As scientists continued to fill in pieces of the neurodegenerative disease puzzle associated with the aging brain, the Picower Institute launched its Aging Brain Initiative in 2015. This collaborative, multidisciplinary project brings in the MIT School of Science and faculty throughout the university. The project is dedicated to building our understanding of healthy and unhealthy patterns of neuro-aging, with the central goal of enhancing the quality of life for all people.

Discoveries with life-saving implications

The groundbreaking discoveries to emerge from the Picower Institute over its lifetime are too numerous to describe in a brief summary.

Among the most notable is an investigation into Alzheimer’s that showed improvements in mice with neurodegeneration after researchers artificially boosted the animals’ gamma-frequency brain wave rhythms for one hour daily over the course of a week.

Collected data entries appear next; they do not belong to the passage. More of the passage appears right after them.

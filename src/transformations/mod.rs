//! Built-in type transformations.

mod alias;
mod smart_pointer;

pub use alias::TypeAliasTransformation;
pub use smart_pointer::SmartPointerTransformation;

After this LED-based visual stimulation at 40Hz — the frequency of gamma waves — or other light-based neuronal stimulation, the researchers found that the mice displayed fewer of the amyloid plaques and neurofibrillary tangles that characterize Alzheimer’s. After a few years of research, the team produced evidence showing the long-term benefits of this methodology: The visual stimulation tended to halt brain atrophy, and the animals’ scores on tests of learning and memory improved with the cessation of cell death and neural circuit connection losses. Coupling light with sound further enhanced these results.

These discoveries represent the first direct connection to be established between changes in brain wave frequency and changes in neuronal activity at the molecular and cellular levels.

In the field of emotion and memory, researchers at the institute have demonstrated that memories are often intimately linked to feelings, and that the emotional components — the “valence” — of memories are subject to change over time. This work holds promise in investigating potential treatments for post-traumatic stress disorder, depression, and other long-term, complex conditions.

In work relevant to autism spectrum disorders, Picower Institute researchers have refined our understanding of the potential for remediating defects in the neuronal protein synthesis process that weaken the connections between neurons, or synapses. Applying this knowledge, they have discovered new ways to lessen many of the cognitive issues associated with autism and other conditions caused by Fragile X syndrome, a genetic disorder.

Inventing a better neurological future

The many inventions that have emerged from the work of institute team members — often in collaboration with students — include GENUS. This treatment (Gamma ENtrainment Using Sensory stimuli) is anchored in research that demonstrated the positive effects of gamma-wave stimulation on brains affected by neurodegeneration. Clinical trials of GENUS in humans have already shown safety and evidence of efficacy.

Other notable inventions include a mechanism-based pharmacological therapy for Rett Syndrome, a severe neurological disorder that affects cognitive and emotional development, usually in girls. The therapy uses the molecule IGF1 (insulin-like growth factor 1). This achievement is the result of years of the institute’s work on the genetic aspects of synaptic plasticity.

SCOUT also deserves emphasis. This innovation is a pipeline that enhances the ability to analyze “minibrains,” cerebral organoids built from human-derived stem cells that serve as manipulable models of human brain development and neurodegeneration.

SCOUT makes it possible for scientists to image and define these three-dimensional brain models more clearly and with greater precision. The process makes the organoids transparent, allowing for better imaging of the complete model in real space, with cellular reactions easy to follow and record. SCOUT’s freely accessible software can then perform sophisticated analyses on the gathered data, affording new possibilities for studying multiple diseases.